[Saved entries]
►

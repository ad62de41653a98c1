// ABOUTME: Playback controller owning at most one active utterance
// ABOUTME: New speech or muting cancels the current utterance before anything else happens
//
// SPDX-License-Identifier: MIT OR Apache-2.0
// Copyright (c) 2025 ShantiSaathi Contributors

use tracing::debug;

use super::{SpeechEngine, Utterance, VoiceError};

/// Scoped owner of the single playing utterance
pub struct PlaybackController<E> {
    engine: E,
    current: Option<Box<dyn Utterance>>,
    muted: bool,
}

impl<E: SpeechEngine> PlaybackController<E> {
    /// Controller over `engine`, starting muted or not
    pub fn new(engine: E, muted: bool) -> Self {
        Self {
            engine,
            current: None,
            muted,
        }
    }

    /// Cancel whatever is playing, then speak `text` unless muted
    ///
    /// Returns whether a new utterance was started.
    ///
    /// # Errors
    ///
    /// Returns an error if the engine cannot start; nothing is playing afterwards
    pub async fn speak(&mut self, text: &str, locale: &str) -> Result<bool, VoiceError> {
        self.stop().await;
        if self.muted || text.trim().is_empty() {
            return Ok(false);
        }
        debug!(locale, chars = text.chars().count(), "Starting utterance");
        self.current = Some(self.engine.start(text, locale).await?);
        Ok(true)
    }

    /// Cancel the current utterance, if any
    pub async fn stop(&mut self) {
        if let Some(mut utterance) = self.current.take() {
            utterance.cancel().await;
            debug!("Utterance cancelled");
        }
    }

    /// Mute or unmute; muting silences the current utterance immediately
    pub async fn set_muted(&mut self, muted: bool) {
        self.muted = muted;
        if muted {
            self.stop().await;
        }
    }

    /// Whether playback is muted
    #[must_use]
    pub const fn is_muted(&self) -> bool {
        self.muted
    }

    /// Whether an utterance is still playing
    pub fn is_speaking(&mut self) -> bool {
        let finished = self
            .current
            .as_mut()
            .is_some_and(|utterance| utterance.is_finished());
        if finished {
            self.current = None;
        }
        self.current.is_some()
    }
}

#[cfg(test)]
mod tests {
    use super::*;
    use async_trait::async_trait;
    use std::sync::{Arc, Mutex};

    #[derive(Default)]
    struct Log {
        events: Vec<String>,
        active: usize,
        max_active: usize,
    }

    struct FakeUtterance {
        text: String,
        log: Arc<Mutex<Log>>,
        finished: bool,
    }

    #[async_trait]
    impl Utterance for FakeUtterance {
        async fn cancel(&mut self) {
            let mut log = self.log.lock().unwrap();
            log.active -= 1;
            log.events.push(format!("cancel {}", self.text));
        }

        fn is_finished(&mut self) -> bool {
            self.finished
        }
    }

    #[derive(Clone, Default)]
    struct FakeEngine {
        log: Arc<Mutex<Log>>,
        finish_immediately: bool,
    }

    #[async_trait]
    impl SpeechEngine for FakeEngine {
        async fn start(&self, text: &str, locale: &str) -> Result<Box<dyn Utterance>, VoiceError> {
            let mut log = self.log.lock().unwrap();
            log.active += 1;
            log.max_active = log.max_active.max(log.active);
            log.events.push(format!("start {text} {locale}"));
            Ok(Box::new(FakeUtterance {
                text: text.to_owned(),
                log: self.log.clone(),
                finished: self.finish_immediately,
            }))
        }
    }

    #[tokio::test]
    async fn test_new_speech_cancels_current_first() {
        let engine = FakeEngine::default();
        let log = engine.log.clone();
        let mut playback = PlaybackController::new(engine, false);

        assert!(playback.speak("one", "hi-IN").await.unwrap());
        assert!(playback.speak("two", "hi-IN").await.unwrap());

        let log = log.lock().unwrap();
        assert_eq!(log.events, vec!["start one hi-IN", "cancel one", "start two hi-IN"]);
        assert_eq!(log.max_active, 1);
    }

    #[tokio::test]
    async fn test_muting_silences_immediately_and_blocks_new_speech() {
        let engine = FakeEngine::default();
        let log = engine.log.clone();
        let mut playback = PlaybackController::new(engine, false);

        playback.speak("hello", "en-US").await.unwrap();
        playback.set_muted(true).await;
        assert!(!playback.is_speaking());
        assert!(!playback.speak("ignored", "en-US").await.unwrap());

        playback.set_muted(false).await;
        assert!(playback.speak("back", "en-US").await.unwrap());
        assert!(playback.is_speaking());

        let log = log.lock().unwrap();
        assert_eq!(
            log.events,
            vec!["start hello en-US", "cancel hello", "start back en-US"]
        );
    }

    #[tokio::test]
    async fn test_finished_utterance_is_released() {
        let engine = FakeEngine {
            finish_immediately: true,
            ..FakeEngine::default()
        };
        let mut playback = PlaybackController::new(engine, false);
        playback.speak("short", "ta-IN").await.unwrap();
        assert!(!playback.is_speaking());
    }

    #[tokio::test]
    async fn test_stop_without_utterance_is_noop() {
        let engine = FakeEngine::default();
        let log = engine.log.clone();
        let mut playback = PlaybackController::new(engine, true);
        playback.stop().await;
        assert!(playback.is_muted());
        assert!(log.lock().unwrap().events.is_empty());
    }
}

◄

* [Required work]:
Reproduce every line from the entries that holds the word "struct".

* [Task solution]:
pub struct PlaybackController<E> {
    struct Log {
    struct FakeUtterance {
    struct FakeEngine {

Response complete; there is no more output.